Vinculus donna un coup de menton en direction du gentleman en signe de mépris absolu.
— Un livre ! répondit-il.
C’était là une curieuse réponse. Stephen pensait que, si Vinculus avait réellement possédé un livre, il eût été plus avisé de le vendre pour s’acheter un meilleur manteau.
Le gentleman tourna soudain la tête pour fixer intensément une lointaine chaîne de montagnes blanches.
— Oh ! s’exclama-t-il avec autant de véhémence que si on l’avait frappé. Oh ! Ils me l’ont ravie ! Voleurs ! Voleurs ! Voleurs d’Anglais !
— Qui, monsieur ?
— Lady Pole ! Quelqu’un a rompu l’enchantement !
— La magie des Anglais, esprit féerique ! cria Vinculus. La magie des Anglais est de retour !
— Alors vous voyez leur arrogance, Stephen ! cria à son tour le gentleman, qui fit volte-face pour décocher à Vinculus un regard de pure fureur. Alors vous voyez la malice de nos ennemis ! Stephen, procurez-moi un bout de corde !
— Un bout de corde, monsieur ? Il n’y en a pas à des milles à la ronde, j’en suis certain. Allons…
— Pas de corde, esprit féerique ! se gaussa Vinculus.
Toutefois, il se passait quelque événement dans les airs au-dessus de leurs têtes. Les traits de neige et de neige fondue s’entrelacèrent mystérieusement, serpentèrent dans le ciel vers Stephen. Sans prévenir, un tronçon de grosse corde tomba dans sa main.
— Là ! s’écria le gentleman d’un ton triomphant. Stephen, regardez ! Voici un arbre ! Un seul arbre dans toute cette vaste étendue désolée, exactement où nous en avons besoin ! L’Angleterre a toujours été mon amie. Elle m’a toujours bien servi. Jetez la corde sur une branche et pendons ce fripon !
Stephen hésita, ne sachant pour l’heure comment empêcher cette nouvelle catastrophe. Dans sa main, la corde s’impatienta contre lui ; d’un bond, elle se libéra et se divisa proprement en deux brins. L’un zigzagua en direction de Vinculus et le ficela bien serré, tandis que l’autre formait promptement un beau nœud coulant, avant de s’accrocher adroitement à une branche.
Le gentleman exultait, ayant retrouvé tout son entrain à la perspective d’une pendaison.
— Sais-tu danser, coquin ? demanda-t-il à Vinculus. Je vais t’apprendre quelques nouveaux pas !

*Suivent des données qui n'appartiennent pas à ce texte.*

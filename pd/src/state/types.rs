//! Delivery state records

use std::collections::BTreeMap;

use chrono::{DateTime, Utc};
use serde::{Deserialize, Deserializer, Serialize};

use super::timestamp;

/// Delivery history of a single task
#[derive(Debug, Clone, Default, PartialEq, Eq, Serialize)]
pub struct DeliveryState {
    /// Most recent attempt, successful or not. Absent until the first attempt.
    #[serde(serialize_with = "timestamp::serialize")]
    pub last_attempt_time: Option<DateTime<Utc>>,

    /// Failed attempts since the last success
    pub consecutive_failures: u32,
}

impl<'de> Deserialize<'de> for DeliveryState {
    fn deserialize<D>(deserializer: D) -> Result<Self, D::Error>
    where
        D: Deserializer<'de>,
    {
        // Older state files used `timestamp`/`failure_count`, and before that
        // stored a bare timestamp string per webhook.
        #[derive(Deserialize)]
        #[serde(untagged)]
        enum Repr {
            Record {
                #[serde(default, alias = "timestamp", deserialize_with = "timestamp::deserialize")]
                last_attempt_time: Option<DateTime<Utc>>,
                #[serde(default, alias = "failure_count")]
                consecutive_failures: u32,
            },
            Bare(String),
        }

        match Repr::deserialize(deserializer)? {
            Repr::Record {
                last_attempt_time,
                consecutive_failures,
            } => Ok(DeliveryState {
                last_attempt_time,
                consecutive_failures,
            }),
            Repr::Bare(raw) => {
                let at = timestamp::parse(&raw)
                    .ok_or_else(|| serde::de::Error::custom(format!("invalid timestamp: {}", raw)))?;
                Ok(DeliveryState {
                    last_attempt_time: Some(at),
                    consecutive_failures: 0,
                })
            }
        }
    }
}

/// Delivery state of every task that has ever attempted delivery
///
/// Tasks that never attempted delivery have no entry and are immediately
/// eligible.
#[derive(Debug, Clone, Default, PartialEq, Eq, Serialize, Deserialize)]
#[serde(transparent)]
pub struct SchedulerState {
    tasks: BTreeMap<String, DeliveryState>,
}

impl SchedulerState {
    pub fn new() -> Self {
        Self::default()
    }

    pub fn get(&self, task_id: &str) -> Option<&DeliveryState> {
        self.tasks.get(task_id)
    }

    pub fn insert(&mut self, task_id: impl Into<String>, state: DeliveryState) {
        self.tasks.insert(task_id.into(), state);
    }

    pub fn remove(&mut self, task_id: &str) -> Option<DeliveryState> {
        self.tasks.remove(task_id)
    }

    /// Consecutive failures for a task, 0 if it never attempted delivery
    pub fn failures(&self, task_id: &str) -> u32 {
        self.tasks.get(task_id).map(|s| s.consecutive_failures).unwrap_or(0)
    }

    /// Record a successful delivery: failures reset, attempt time set
    pub fn record_success(&mut self, task_id: &str, now: DateTime<Utc>) {
        let entry = self.tasks.entry(task_id.to_string()).or_default();
        entry.consecutive_failures = 0;
        entry.last_attempt_time = Some(now);
    }

    /// Record a failed delivery and return the new consecutive failure count
    pub fn record_failure(&mut self, task_id: &str, now: DateTime<Utc>) -> u32 {
        let entry = self.tasks.entry(task_id.to_string()).or_default();
        entry.consecutive_failures = entry.consecutive_failures.saturating_add(1);
        entry.last_attempt_time = Some(now);
        entry.consecutive_failures
    }

    pub fn iter(&self) -> impl Iterator<Item = (&String, &DeliveryState)> {
        self.tasks.iter()
    }

    pub fn len(&self) -> usize {
        self.tasks.len()
    }

    pub fn is_empty(&self) -> bool {
        self.tasks.is_empty()
    }
}
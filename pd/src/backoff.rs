//! Exponential backoff for consecutive delivery failures
//!
//! The wait doubles with every consecutive failure, starting from the task's
//! own poll interval, and is clamped by a global cap. There is no jitter: the
//! same inputs always produce the same wait.

use std::time::Duration;

/// Seconds a task must wait after `failures` consecutive failed deliveries.
///
/// Returns 0 when there are no failures, otherwise
/// `min(base_interval * 2^failures, cap)`.
pub fn wait_seconds(failures: u32, base_interval: u64, cap: u64) -> u64 {
    if failures == 0 {
        return 0;
    }

    let factor = 1u64.checked_shl(failures).unwrap_or(u64::MAX);
    base_interval.saturating_mul(factor).min(cap)
}

/// Backoff policy shared by every task
#[derive(Debug, Clone, Copy, PartialEq, Eq)]
pub struct BackoffPolicy {
    cap: Duration,
}

impl BackoffPolicy {
    pub fn new(cap: Duration) -> Self {
        Self { cap }
    }

    /// Backoff wait for a task polling every `poll_interval`
    pub fn wait(&self, failures: u32, poll_interval: Duration) -> Duration {
        Duration::from_secs(wait_seconds(failures, poll_interval.as_secs(), self.cap.as_secs()))
    }

    /// Minimum gap between two attempts of the same task
    pub fn required_gap(&self, failures: u32, poll_interval: Duration) -> Duration {
        poll_interval.max(self.wait(failures, poll_interval))
    }

    /// Nominal multiplier for log messages ("backoff x8")
    pub fn multiplier(failures: u32) -> u64 {
        1u64.checked_shl(failures).unwrap_or(u64::MAX)
    }
}
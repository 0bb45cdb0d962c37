//! Delivery destinations and payload size tiers

use serde::{Deserialize, Serialize};

/// Payload size tier of a webhook endpoint
#[derive(Debug, Clone, Copy, Default, PartialEq, Eq, Serialize, Deserialize)]
#[serde(rename_all = "lowercase")]
pub enum Tier {
    /// Standard accounts: 2 KB per payload
    #[default]
    Standard,
    /// Plus subscribers: 5 KB per payload
    Plus,
}

impl Tier {
    /// Largest accepted request body in bytes
    pub fn max_payload_bytes(&self) -> usize {
        match self {
            Tier::Standard => 2048,
            Tier::Plus => 5120,
        }
    }
}

impl std::fmt::Display for Tier {
    fn fmt(&self, f: &mut std::fmt::Formatter<'_>) -> std::fmt::Result {
        match self {
            Tier::Standard => write!(f, "standard"),
            Tier::Plus => write!(f, "plus"),
        }
    }
}

/// Where a task's payloads go
#[derive(Debug, Clone, PartialEq, Eq)]
pub struct Destination {
    webhook_id: String,
    max_payload_bytes: usize,
}

impl Destination {
    pub fn new(webhook_id: impl Into<String>, tier: Tier) -> Self {
        Self {
            webhook_id: webhook_id.into(),
            max_payload_bytes: tier.max_payload_bytes(),
        }
    }

    pub fn webhook_id(&self) -> &str {
        &self.webhook_id
    }

    pub fn max_payload_bytes(&self) -> usize {
        self.max_payload_bytes
    }
}

/// Only the first 8 characters of the webhook id are shown; the full id is a
/// credential.
impl std::fmt::Display for Destination {
    fn fmt(&self, f: &mut std::fmt::Formatter<'_>) -> std::fmt::Result {
        let short: String = self.webhook_id.chars().take(8).collect();
        if short.len() < self.webhook_id.len() {
            write!(f, "{}...", short)
        } else {
            write!(f, "{}", short)
        }
    }
}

La situation tournait au cauchemar. Les événements se succédaient à grande vitesse, sans solution de continuité, et Stephen ne trouvait jamais ni les mots justes ni le bon moment pour intervenir. Quant à Vinculus lui-même, il se comporta très singulièrement du début à la fin de son exécution. Il ne semblait pas comprendre ce qui lui arrivait. Il ne prononça plus une parole, mais poussa plusieurs interjections d’exaspération, comme s’il connaissait un grand dérangement et que cela l’indisposât.
Sans le moindre effort apparent, le gentleman empoigna Vinculus pour le placer sous le nœud coulant, lequel se lova autour de son cou et le hissa brusquement dans les airs ; au même moment l’autre bout de corde se détachait de son corps pour s’enrouler proprement sur le sol.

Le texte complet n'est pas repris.